O turismo de baixo impacto, a forte aposta na conservação ambiental e a vastidão dos seus espaços naturais colocaram a Namíbia no centro das novas tendências globais de viagem. O país foi destacado pelo African Tourism Board (ATB) como o destino turístico mais autêntico e exigente de África, numa avaliação baseada em dados recolhidos nos principais mercados emissores da Europa e da América do Norte.
Este reconhecimento surge num momento de transformação estrutural do turismo internacional, marcado pela crescente preferência por experiências sustentáveis, destinos de baixa densidade populacional e um contacto mais profundo com a natureza e as comunidades locais.
Segundo o ATB, o aumento do interesse pela Namíbia reflecte a procura por espaço, segurança, autenticidade e responsabilidade ambiental, factores cada vez mais valorizados por viajantes experientes e conscientes.
Em comunicado divulgado esta semana, Juergen Steinmetz, presidente fundador do African Tourism Board, afirma que a Namíbia “representa autenticidade sem concessões”, sublinhando que o país não molda a sua identidade para agradar ao turismo de massas. Pelo contrário, aposta num modelo selectivo, focado na qualidade da experiência e no respeito pelo território.
Menos quantidade, mais significado
De acordo com a avaliação do ATB, a Namíbia beneficia de uma clara mudança no perfil do turista internacional. O foco deslocou-se do turismo rápido e de grande volume para viagens com maior significado, menor impacto ambiental e maior valor cultural.
“O país não está pensado para turismo de massas”, refere o vice-presidente da African Tourism Board Marketing Corporation. “Atrai viajantes que escolhem com cuidado onde vão, como viajam e que impacto deixam nos destinos.”
O espaço como novo luxo
Com uma das mais baixas densidades populacionais do mundo, a Namíbia destaca-se pela escala dos seus territórios: desertos extensos, parques naturais de grandes dimensões e longas distâncias entre centros urbanos. Para o ATB, esta característica tornou-se uma vantagem competitiva num contexto global em que o “espaço” passou a ser um bem escasso e altamente valorizado.
Entre os destinos mais emblemáticos estão Sossusvlei, no deserto da Namíbia, o Parque Nacional de Etosha, a Skeleton Coast e as regiões remotas de Damaraland.
“Espaço, silêncio e distância tornaram-se luxos raros”, afirma Steinmetz. “A Namíbia oferece tudo isso sem comprometer a segurança nem a qualidade das infra-estruturas.”
Conservação como pilar do turismo
A Namíbia é internacionalmente reconhecida pelo seu modelo de conservação comunitária, que canaliza receitas do turismo para a proteção da vida selvagem e o desenvolvimento local.
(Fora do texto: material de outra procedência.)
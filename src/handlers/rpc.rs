//! POST / - tool-invocation protocol.
//!
//! Body: `{"method": "tools/list"}` or
//! `{"method": "tools/call", "params": {"name": ..., "arguments": {...}}}`.

use crate::error::{AppError, Result};
use crate::state::AppState;
use crate::tools::{ToolCallEnvelope, ToolDescriptor, ToolResultEnvelope};
use axum::{
    extract::{rejection::JsonRejection, State},
    http::Method,
    Json,
};
use serde::{Deserialize, Serialize};
use serde_json::Value;
use std::sync::Arc;

pub const TOOLS_LIST: &str = "tools/list";
pub const TOOLS_CALL: &str = "tools/call";

#[derive(Debug, Deserialize)]
pub struct RpcRequest {
    pub method: String,
    #[serde(default)]
    pub params: Option<Value>,
}

#[derive(Debug, Serialize)]
pub struct ToolListResponse<'a> {
    pub tools: &'a [ToolDescriptor],
}

#[derive(Debug, Serialize)]
#[serde(untagged)]
pub enum RpcResponse<'a> {
    Tools(ToolListResponse<'a>),
    Result(ToolResultEnvelope),
}

/// POST / - Route `tools/list` and `tools/call`.
///
/// Malformed bodies and unknown methods are 400. Any error out of the
/// dispatcher is a dispatch fault and maps to 500.
pub async fn rpc_handler(
    State(state): State<Arc<AppState>>,
    payload: std::result::Result<Json<RpcRequest>, JsonRejection>,
) -> Result<Json<Value>> {
    let Json(request) = payload.map_err(|rejection| AppError::BadRequest(rejection.body_text()))?;

    let response = match request.method.as_str() {
        TOOLS_LIST => RpcResponse::Tools(ToolListResponse {
            tools: state.registry.list_tools(),
        }),
        TOOLS_CALL => {
            let params = request
                .params
                .ok_or_else(|| AppError::BadRequest("tools/call requires params".to_string()))?;
            let call: ToolCallEnvelope = serde_json::from_value(params)
                .map_err(|e| AppError::BadRequest(format!("invalid tools/call params: {}", e)))?;

            RpcResponse::Result(state.dispatcher().invoke(&call).await?)
        }
        other => {
            return Err(AppError::BadRequest(format!(
                "unsupported method '{}'",
                other
            )))
        }
    };

    Ok(Json(serde_json::to_value(response)?))
}

/// Any verb on / other than GET and POST.
pub async fn unsupported_verb(method: Method) -> AppError {
    AppError::BadRequest(format!("unsupported HTTP method {}", method))
}
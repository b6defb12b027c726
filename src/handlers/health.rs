use crate::corpus::CorpusSummary;
use crate::state::AppState;
use axum::{extract::State, http::StatusCode, Json};
use serde::Serialize;
use std::sync::Arc;

pub const SERVER_NAME: &str = "gamified-rag";

#[derive(Serialize)]
pub struct HealthResponse {
    pub status: &'static str,
    pub version: &'static str,
}

#[derive(Serialize)]
pub struct StatusResponse {
    pub name: &'static str,
    pub version: &'static str,
    pub status: &'static str,
    pub capabilities: Vec<String>,
    pub corpus: CorpusSummary,
}

/// GET / - Capability and status payload
pub async fn status_handler(State(state): State<Arc<AppState>>) -> Json<StatusResponse> {
    Json(StatusResponse {
        name: SERVER_NAME,
        version: env!("CARGO_PKG_VERSION"),
        status: if state.is_ready() { "running" } else { "starting" },
        capabilities: state
            .registry
            .names()
            .into_iter()
            .map(str::to_string)
            .collect(),
        corpus: state.corpus.summary(),
    })
}

/// GET /health - Liveness probe
pub async fn health_handler() -> Json<HealthResponse> {
    Json(HealthResponse {
        status: "healthy",
        version: env!("CARGO_PKG_VERSION"),
    })
}

/// GET /ready - Readiness probe (corpus indexed, registry built)
pub async fn ready_handler(
    State(state): State<Arc<AppState>>,
) -> (StatusCode, Json<HealthResponse>) {
    if state.is_ready() {
        (
            StatusCode::OK,
            Json(HealthResponse {
                status: "ready",
                version: env!("CARGO_PKG_VERSION"),
            }),
        )
    } else {
        (
            StatusCode::SERVICE_UNAVAILABLE,
            Json(HealthResponse {
                status: "not_ready",
                version: env!("CARGO_PKG_VERSION"),
            }),
        )
    }
}
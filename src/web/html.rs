//! Best-effort HTML extraction by pattern stripping.
//!
//! This is not a parser: it removes scripts, styles and tags, and pulls out
//! heading text and anchor targets with regular expressions.

use crate::error::{AppError, Result};
use regex::Regex;
use reqwest::Url;

/// Pre-compiled patterns, built once and shared.
#[derive(Debug, Clone)]
pub struct HtmlExtractor {
    non_content: Regex,
    tag: Regex,
    whitespace: Regex,
    heading: Regex,
    link: Regex,
}

impl HtmlExtractor {
    pub fn new() -> Result<Self> {
        let compile = |pattern: &str| {
            Regex::new(pattern)
                .map_err(|e| AppError::InternalError(format!("Invalid pattern {}: {}", pattern, e)))
        };

        Ok(Self {
            non_content: compile(
                r"(?is)<script\b[^>]*>.*?</script>|<style\b[^>]*>.*?</style>|<noscript\b[^>]*>.*?</noscript>|<!--.*?-->",
            )?,
            tag: compile(r"(?s)<[^>]+>")?,
            whitespace: compile(r"\s+")?,
            heading: compile(r"(?is)<h([1-6])\b[^>]*>(.*?)</h[1-6]\s*>")?,
            link: compile(r#"(?is)<a\b[^>]*?\bhref\s*=\s*["']([^"']+)["'][^>]*>(.*?)</a\s*>"#)?,
        })
    }

    /// Visible text with tags removed and whitespace collapsed.
    pub fn text(&self, html: &str) -> String {
        let without_blocks = self.non_content.replace_all(html, " ");
        self.clean_fragment(&without_blocks)
    }

    /// `(level, text)` for each non-empty h1–h6, in document order.
    pub fn headings(&self, html: &str) -> Vec<(u8, String)> {
        let html = self.non_content.replace_all(html, " ");
        self.heading
            .captures_iter(&html)
            .filter_map(|caps| {
                let level: u8 = caps.get(1)?.as_str().parse().ok()?;
                let text = self.clean_fragment(caps.get(2)?.as_str());
                (!text.is_empty()).then_some((level, text))
            })
            .collect()
    }

    /// `(text, absolute url)` for each http(s) anchor, resolved against
    /// `base`, de-duplicated by URL, in document order.
    pub fn links(&self, html: &str, base: &Url) -> Vec<(String, String)> {
        let html = self.non_content.replace_all(html, " ");
        let mut seen = std::collections::HashSet::new();
        self.link
            .captures_iter(&html)
            .filter_map(|caps| {
                let href = decode_entities(caps.get(1)?.as_str().trim());
                if href.starts_with('#') {
                    return None;
                }
                let url = base.join(&href).ok()?;
                if !matches!(url.scheme(), "http" | "https") {
                    return None;
                }
                let url = url.to_string();
                if !seen.insert(url.clone()) {
                    return None;
                }
                let text = self.clean_fragment(caps.get(2)?.as_str());
                Some((text, url))
            })
            .collect()
    }

    fn clean_fragment(&self, fragment: &str) -> String {
        let stripped = self.tag.replace_all(fragment, " ");
        let decoded = decode_entities(&stripped);
        self.whitespace.replace_all(&decoded, " ").trim().to_string()
    }
}

/// Decode the handful of entities common in article markup.
fn decode_entities(s: &str) -> String {
    s.replace("&nbsp;", " ")
        .replace("&lt;", "<")
        .replace("&gt;", ">")
        .replace("&quot;", "\"")
        .replace("&#39;", "'")
        .replace("&#039;", "'")
        .replace("&rsquo;", "'")
        .replace("&lsquo;", "'")
        .replace("&ldquo;", "\"")
        .replace("&rdquo;", "\"")
        .replace("&ndash;", "-")
        .replace("&mdash;", "-")
        .replace("&amp;", "&")
}

/// Truncate to at most `max_chars` characters, on a char boundary.
pub fn truncate_chars(s: &str, max_chars: usize) -> (&str, bool) {
    match s.char_indices().nth(max_chars) {
        Some((idx, _)) => (&s[..idx], true),
        None => (s, false),
    }
}

#[cfg(test)]
mod tests {
    use super::*;

    const PAGE: &str = r##"
        <html><head><title>T</title><style>body { color: red }</style></head>
        <body>
          <script>var x = "<h1>not a heading</h1>";</script>
          <h1 class="entry">Hexad &amp; friends</h1>
          <p>Six <b>user</b> types.</p>
          <h3>Free <em>Spirits</em></h3>
          <a href="/hexad">Hexad</a>
          <a href='https://marczewski.me.uk/about'>About</a>
          <a href="/hexad">Hexad again</a>
          <a href="#top">Top</a>
          <a href="mailto:me@example.com">Mail</a>
          <!-- hidden comment -->
        </body></html>
    "##;

    fn extractor() -> HtmlExtractor {
        HtmlExtractor::new().unwrap()
    }

    #[test]
    fn test_text_strips_scripts_styles_and_tags() {
        let text = extractor().text(PAGE);
        assert!(text.contains("Hexad & friends"));
        assert!(text.contains("Six user types."));
        assert!(!text.contains("color: red"));
        assert!(!text.contains("not a heading"));
        assert!(!text.contains("hidden comment"));
        assert!(!text.contains('<'));
    }

    #[test]
    fn test_headings_with_levels() {
        let headings = extractor().headings(PAGE);
        assert_eq!(
            headings,
            vec![(1, "Hexad & friends".to_string()), (3, "Free Spirits".to_string())]
        );
    }

    #[test]
    fn test_links_resolved_and_deduplicated() {
        let base = Url::parse("https://gamified.uk/blog/post").unwrap();
        let links = extractor().links(PAGE, &base);
        assert_eq!(
            links,
            vec![
                ("Hexad".to_string(), "https://gamified.uk/hexad".to_string()),
                ("About".to_string(), "https://marczewski.me.uk/about".to_string()),
            ]
        );
    }

    #[test]
    fn test_truncate_chars_respects_boundaries() {
        let (s, cut) = truncate_chars("héllo", 2);
        assert_eq!(s, "hé");
        assert!(cut);
        let (s, cut) = truncate_chars("hi", 5);
        assert_eq!(s, "hi");
        assert!(!cut);
    }
}
//! Integration tests for knowledge retrieval over a file-backed corpus.
//!
//! The corpus is written to a temp file and loaded the same way the server
//! loads `CORPUS_PATH`.

use gamified_rag::{
    get_writing_style, AppState, Category, CategoryFilter, Config, Corpus, LexicalEngine,
    SearchQuery, ToolCallEnvelope,
};
use serde_json::{json, Value};
use std::io::Write;
use std::sync::Arc;
use tempfile::NamedTempFile;

fn corpus_file() -> NamedTempFile {
    let corpus = json!({
        "training": [
            { "id": "t-leaderboards", "title": "Leaderboards", "content": "Rank users by points." },
            { "id": "t-quests", "title": "Quests", "content": "Leaderboards are not quests." }
        ],
        "style": [
            { "id": "s-tone", "subcategory": "tone", "content": "Friendly and direct." },
            { "id": "s-structure", "subcategory": "structure", "content": "Short sections." }
        ],
        "qa": [
            { "id": "qa-gamification", "question": "What is gamification?", "answer": "Game elements in non-game contexts." }
        ],
        "documents": [
            { "id": "d-1", "content": "Leaderboards motivate some players." },
            { "id": "d-2", "content": "Leaderboards demotivate others." }
        ]
    });

    let mut file = NamedTempFile::new().unwrap();
    write!(file, "{}", corpus).unwrap();
    file
}

fn engine() -> (NamedTempFile, LexicalEngine) {
    let file = corpus_file();
    let corpus = Corpus::load(file.path()).unwrap();
    (file, LexicalEngine::new(Arc::new(corpus)))
}

fn ids(engine: &LexicalEngine, q: &str, category: CategoryFilter, limit: i64) -> Vec<String> {
    engine
        .search(&SearchQuery::new(q, category, limit).unwrap())
        .iter()
        .map(|h| h.entry.id.clone())
        .collect()
}

#[test]
fn test_total_items_matches_file() {
    let file = corpus_file();
    let corpus = Corpus::load(file.path()).unwrap();
    assert_eq!(corpus.total_items(), 7);
    assert_eq!(corpus.summary().total_items, corpus.entries().len());
}

#[test]
fn test_ranking_is_deterministic() {
    let (_file, engine) = engine();
    let first = ids(&engine, "leaderboards", CategoryFilter::All, 10);
    for _ in 0..5 {
        assert_eq!(ids(&engine, "leaderboards", CategoryFilter::All, 10), first);
    }
    // title match first, then body matches in corpus order
    assert_eq!(first, vec!["t-leaderboards", "t-quests", "d-1", "d-2"]);
}

#[test]
fn test_category_filter_and_limit() {
    let (_file, engine) = engine();
    assert_eq!(
        ids(&engine, "leaderboards", CategoryFilter::Only(Category::Documents), 1),
        vec!["d-1"]
    );
    assert!(ids(&engine, "leaderboards", CategoryFilter::Only(Category::Qa), 5).is_empty());
}

#[test]
fn test_negative_limit_clamps_to_one() {
    let (_file, engine) = engine();
    assert_eq!(ids(&engine, "leaderboards", CategoryFilter::All, -3).len(), 1);
}

#[test]
fn test_style_retrieval_from_file() {
    let file = corpus_file();
    let corpus = Corpus::load(file.path()).unwrap();

    let all: Vec<&str> = get_writing_style(&corpus, None).iter().map(|g| g.id).collect();
    assert_eq!(all, vec!["s-tone", "s-structure"]);
    assert!(get_writing_style(&corpus, Some("nonexistent")).is_empty());
}

#[tokio::test]
async fn test_state_loads_corpus_path() {
    let file = corpus_file();
    let config = Config {
        corpus_path: Some(file.path().to_path_buf()),
        ..Config::default()
    };
    let state = AppState::new(config).unwrap();
    assert_eq!(state.corpus.total_items(), 7);

    let envelope = state
        .dispatcher()
        .invoke(&ToolCallEnvelope::new(
            "search_rag_knowledge",
            json!({ "query": "gamification", "category": "qa" }),
        ))
        .await
        .unwrap();

    let payload: Value = serde_json::from_str(&envelope.joined_text()).unwrap();
    assert_eq!(payload["total"], 1);
    assert_eq!(payload["results"][0]["id"], "qa-gamification");
}

#[test]
fn test_malformed_corpus_file_fails_startup() {
    let mut file = NamedTempFile::new().unwrap();
    write!(file, "[1, 2, 3]").unwrap();

    let config = Config {
        corpus_path: Some(file.path().to_path_buf()),
        ..Config::default()
    };
    assert!(AppState::new(config).is_err());
}
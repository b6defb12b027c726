//! The fixed tool catalog and schema-driven argument validation.

use crate::error::{AppError, Result};
use crate::tools::types::ToolDescriptor;
use serde_json::{json, Map, Value};
use std::collections::HashSet;

pub const SEARCH_RAG_KNOWLEDGE: &str = "search_rag_knowledge";
pub const SEARCH_INTERNET: &str = "search_internet";
pub const SEARCH_GAMIFIED_SITES: &str = "search_gamified_sites";
pub const GET_WRITING_STYLE: &str = "get_writing_style";
pub const SCRAPE_GAMIFIED_CONTENT: &str = "scrape_gamified_content";

/// Read-only mapping from tool name to descriptor, in catalog order.
#[derive(Debug, Clone)]
pub struct ToolRegistry {
    tools: Vec<ToolDescriptor>,
}

impl Default for ToolRegistry {
    fn default() -> Self {
        Self::builtin()
    }
}

impl ToolRegistry {
    /// The five built-in tools.
    pub fn builtin() -> Self {
        let tools = vec![
            ToolDescriptor::new(
                SEARCH_RAG_KNOWLEDGE,
                "Search the embedded gamification knowledge base (training material, style guides, Q&A pairs and documents).",
                json!({
                    "type": "object",
                    "properties": {
                        "query": { "type": "string", "description": "Free-text search query" },
                        "category": {
                            "type": "string",
                            "enum": ["training", "style", "qa", "documents", "all"],
                            "default": "all",
                            "description": "Restrict results to one knowledge category"
                        },
                        "limit": {
                            "type": "integer",
                            "default": 5,
                            "minimum": 1,
                            "description": "Maximum number of results"
                        }
                    },
                    "required": ["query"]
                }),
            ),
            ToolDescriptor::new(
                SEARCH_INTERNET,
                "Search the web through Google Programmable Search, optionally restricted to one site.",
                json!({
                    "type": "object",
                    "properties": {
                        "query": { "type": "string", "description": "Search query" },
                        "site": { "type": "string", "description": "Restrict results to this site, e.g. example.com" }
                    },
                    "required": ["query"]
                }),
            ),
            ToolDescriptor::new(
                SEARCH_GAMIFIED_SITES,
                "Search gamified.uk and marczewski.me.uk for gamification articles.",
                json!({
                    "type": "object",
                    "properties": {
                        "query": { "type": "string", "description": "Search query" },
                        "domain": {
                            "type": "string",
                            "enum": ["gamified.uk", "marczewski.me.uk", "both"],
                            "default": "both",
                            "description": "Which site to search"
                        }
                    },
                    "required": ["query"]
                }),
            ),
            ToolDescriptor::new(
                GET_WRITING_STYLE,
                "Return writing-style guidelines, optionally for one style category such as tone or structure.",
                json!({
                    "type": "object",
                    "properties": {
                        "category": { "type": "string", "description": "Style sub-category (e.g. tone, structure)" }
                    }
                }),
            ),
            ToolDescriptor::new(
                SCRAPE_GAMIFIED_CONTENT,
                "Fetch a page from gamified.uk or marczewski.me.uk and extract its text, headings or links.",
                json!({
                    "type": "object",
                    "properties": {
                        "url": { "type": "string", "description": "Page URL on an allowed site" },
                        "extract_type": {
                            "type": "string",
                            "enum": ["text", "links", "headings", "all"],
                            "default": "text",
                            "description": "What to extract from the page"
                        }
                    },
                    "required": ["url"]
                }),
            ),
        ];

        Self::from_tools(tools)
    }

    /// Build a registry, dropping later duplicates of a name.
    pub fn from_tools(tools: Vec<ToolDescriptor>) -> Self {
        let mut seen = HashSet::new();
        let tools = tools
            .into_iter()
            .filter(|t| {
                let fresh = seen.insert(t.name.clone());
                if !fresh {
                    tracing::warn!(name = %t.name, "Skipping duplicate tool definition");
                }
                fresh
            })
            .collect();
        Self { tools }
    }

    pub fn list_tools(&self) -> &[ToolDescriptor] {
        &self.tools
    }

    pub fn names(&self) -> Vec<&str> {
        self.tools.iter().map(|t| t.name.as_str()).collect()
    }

    pub fn get(&self, name: &str) -> Option<&ToolDescriptor> {
        self.tools.iter().find(|t| t.name == name)
    }

    pub fn len(&self) -> usize {
        self.tools.len()
    }

    pub fn is_empty(&self) -> bool {
        self.tools.is_empty()
    }

    /// Look up `name` and check `arguments` against its input schema.
    pub fn validate(&self, name: &str, arguments: &Map<String, Value>) -> Result<&ToolDescriptor> {
        let tool = self
            .get(name)
            .ok_or_else(|| AppError::MethodNotFound(name.to_string()))?;
        validate_arguments(tool, arguments)?;
        Ok(tool)
    }
}

/// Check required presence, declared JSON types and enum membership.
///
/// Arguments not declared in the schema are ignored. `null` counts as absent.
fn validate_arguments(tool: &ToolDescriptor, arguments: &Map<String, Value>) -> Result<()> {
    for name in tool.required() {
        match arguments.get(name) {
            None | Some(Value::Null) => {
                return Err(AppError::InvalidArgument(format!(
                    "missing required argument '{}' for {}",
                    name, tool.name
                )));
            }
            Some(Value::String(s)) if s.trim().is_empty() => {
                return Err(AppError::InvalidArgument(format!(
                    "argument '{}' for {} cannot be empty",
                    name, tool.name
                )));
            }
            _ => {}
        }
    }

    let Some(properties) = tool.properties() else {
        return Ok(());
    };

    for (name, prop) in properties {
        let Some(value) = arguments.get(name).filter(|v| !v.is_null()) else {
            continue;
        };

        let expected = prop.get("type").and_then(|t| t.as_str()).unwrap_or("any");
        if !type_matches(expected, value) {
            return Err(AppError::InvalidArgument(format!(
                "argument '{}' for {} must be of type {}",
                name, tool.name, expected
            )));
        }

        if let (Some(allowed), Some(s)) = (prop.get("enum").and_then(|e| e.as_array()), value.as_str()) {
            if !allowed.iter().any(|a| a.as_str() == Some(s)) {
                let options: Vec<&str> = allowed.iter().filter_map(|a| a.as_str()).collect();
                return Err(AppError::InvalidArgument(format!(
                    "argument '{}' for {} must be one of: {}",
                    name,
                    tool.name,
                    options.join(", ")
                )));
            }
        }
    }

    Ok(())
}

/// Integers are also accepted as numeric strings, since some clients quote them.
fn type_matches(expected: &str, value: &Value) -> bool {
    match expected {
        "string" => value.is_string(),
        "integer" => {
            value.is_i64()
                || value.is_u64()
                || value.as_f64().is_some_and(|f| f.fract() == 0.0)
                || value.as_str().is_some_and(|s| s.trim().parse::<i64>().is_ok())
        }
        "number" => value.is_number(),
        "boolean" => value.is_boolean(),
        "object" => value.is_object(),
        "array" => value.is_array(),
        _ => true,
    }
}

#[cfg(test)]
mod tests {
    use super::*;

    fn args(value: Value) -> Map<String, Value> {
        match value {
            Value::Object(map) => map,
            _ => panic!("expected object"),
        }
    }

    #[test]
    fn test_builtin_catalog_names_and_order() {
        let registry = ToolRegistry::builtin();
        assert_eq!(
            registry.names(),
            vec![
                "search_rag_knowledge",
                "search_internet",
                "search_gamified_sites",
                "get_writing_style",
                "scrape_gamified_content"
            ]
        );
    }

    #[test]
    fn test_builtin_required_arguments() {
        let registry = ToolRegistry::builtin();
        assert_eq!(registry.get(SEARCH_RAG_KNOWLEDGE).unwrap().required(), vec!["query"]);
        assert_eq!(registry.get(SCRAPE_GAMIFIED_CONTENT).unwrap().required(), vec!["url"]);
        assert!(registry.get(GET_WRITING_STYLE).unwrap().required().is_empty());
    }

    #[test]
    fn test_unknown_tool_is_method_not_found() {
        let registry = ToolRegistry::builtin();
        let err = registry.validate("rm_rf", &Map::new()).unwrap_err();
        assert!(matches!(err, AppError::MethodNotFound(name) if name == "rm_rf"));
    }

    #[test]
    fn test_missing_required_argument() {
        let registry = ToolRegistry::builtin();
        let err = registry
            .validate(SEARCH_INTERNET, &args(json!({ "site": "x.com" })))
            .unwrap_err();
        assert!(matches!(err, AppError::InvalidArgument(msg) if msg.contains("query")));
    }

    #[test]
    fn test_blank_required_argument() {
        let registry = ToolRegistry::builtin();
        let err = registry
            .validate(SEARCH_RAG_KNOWLEDGE, &args(json!({ "query": "  " })))
            .unwrap_err();
        assert!(matches!(err, AppError::InvalidArgument(_)));
    }

    #[test]
    fn test_enum_violation() {
        let registry = ToolRegistry::builtin();
        let err = registry
            .validate(
                SEARCH_RAG_KNOWLEDGE,
                &args(json!({ "query": "x", "category": "videos" })),
            )
            .unwrap_err();
        assert!(matches!(err, AppError::InvalidArgument(msg) if msg.contains("training")));
    }

    #[test]
    fn test_integer_accepts_numeric_string() {
        let registry = ToolRegistry::builtin();
        assert!(registry
            .validate(SEARCH_RAG_KNOWLEDGE, &args(json!({ "query": "x", "limit": "3" })))
            .is_ok());
        assert!(registry
            .validate(SEARCH_RAG_KNOWLEDGE, &args(json!({ "query": "x", "limit": "three" })))
            .is_err());
    }

    #[test]
    fn test_null_optional_is_ignored() {
        let registry = ToolRegistry::builtin();
        assert!(registry
            .validate(GET_WRITING_STYLE, &args(json!({ "category": null })))
            .is_ok());
    }

    #[test]
    fn test_duplicate_names_dropped() {
        let registry = ToolRegistry::from_tools(vec![
            ToolDescriptor::new("a", "first", json!({})),
            ToolDescriptor::new("a", "second", json!({})),
        ]);
        assert_eq!(registry.len(), 1);
        assert_eq!(registry.get("a").unwrap().description, "first");
    }
}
Em parques como Etosha, a observação de elefantes, leões, rinocerontes e girafas continua a ser um dos principais atractivos.
Em Damaraland, a convivência entre vida selvagem adaptada ao deserto e património cultural milenar é apontada pelo ATB como um exemplo de equilíbrio entre turismo, conservação e comunidades.
“Na Namíbia, turismo e conservação não competem”, sublinha Steinmetz. “Reforçam-se mutuamente.”
Turismo cultural com base local
Outro aspecto destacado pelo African Tourism Board é o modelo de turismo cultural adoptado no país, em particular nas visitas às comunidades Himba. Estas experiências são, na maioria dos casos, organizadas através de estruturas comunitárias e guias locais.
Segundo o ATB, esta abordagem protege a integridade cultural, garante benefícios diretos às populações e oferece aos visitantes experiências mais autênticas, informadas e respeitadoras.
Um modelo para o futuro do turismo africano
Do ponto de vista estratégico, o African Tourism Board considera que a Namíbia pode servir de referência para outros países africanos, demonstrando que o turismo de alto valor e baixo impacto é não só sustentável, como economicamente viável.
“A África não precisa de turismo de massas para competir globalmente”, conclui Steinmetz. “O futuro passa pela qualidade, não pela quantidade.”
Com o crescente interesse dos mercados europeus e norte-americanos, a Namíbia afirma-se, assim, como um dos destinos africanos mais alinhados com as novas exigências do turismo internacional: autenticidade, sustentabilidade e uma escala verdadeiramente humana.